Set aside a little time every few months to ask yourself:
Is this plan still working for me?
What’s one thing I could adjust to make life feel a little easier?
Think of your plan as flexible, not rigid. Adjusting it is part of keeping it realistic and sustainable.
Frequently Asked Questions
What Are Some Daytime Self-Care Routines for Overwhelmed Caregivers?
The best routines are short and simple. Take two minutes to breathe deeply, step outside for sunshine, or listen to music while doing chores. Find gaps in your routine to fill them with activities of joy. If you notice your routine doesn't have any, start by finding support that can give you room to breathe. Tiny moments add up.
How Do I Create a Balanced Weekly Wellness Plan While Caregiving?
Try mixing responsibilities with little joys. For example:
Monday: Take a 10-minute walk after breakfast.
Wednesday: Call a friend or join a support group.
Friday: Spend 30 minutes on a hobby.
Weekend: Do meal prep so the week feels smoother.
How Do I Stop Feeling Guilty About Taking Breaks?

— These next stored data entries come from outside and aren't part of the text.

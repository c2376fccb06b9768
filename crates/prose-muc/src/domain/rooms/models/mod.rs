// prose-core-client/prose-muc
//
// Copyright: 2023, Marc Bauer <mb@nesium.com>
// License: Mozilla Public License v2.0 (MPL v2.0)

pub use muc_error::{MucError, MucErrorCondition, MucErrorPayload};
pub use occupant::{Occupant, OccupantStatus};
pub use occupant_update::{Actor, AffiliationUpdate, OccupantChange, RoleUpdate};
pub use role_privileges::{privileges_for_role, role_can, RolePrivilege};
pub use room::{Room, RoomClosedReason};
pub use room_affiliation::RoomAffiliation;
pub use room_config::RoomConfig;
pub use room_error::{RoomError, RoomOperationError, RoomValidationError};
pub use room_role::RoomRole;
pub use roster::{Roster, RosterInsertion};

mod muc_error;
mod occupant;
mod occupant_update;
pub mod role_privileges;
mod room;
mod room_affiliation;
mod room_config;
mod room_error;
mod room_role;
mod roster;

Remind yourself that breaks aren’t about being selfish—they’re about recharging so you can keep showing up. You can’t pour from an empty cup, and your loved one benefits when you’re rested and well. Although navigating guilt as a caregiver is challenging, it’s not impossible.
Self-care is crucial
Creating a self-care plan doesn’t mean adding more to your to-do list—it means giving yourself permission to matter, too. Caregiving is a marathon, not a sprint. And you deserve to be cared for just as much as the person you love.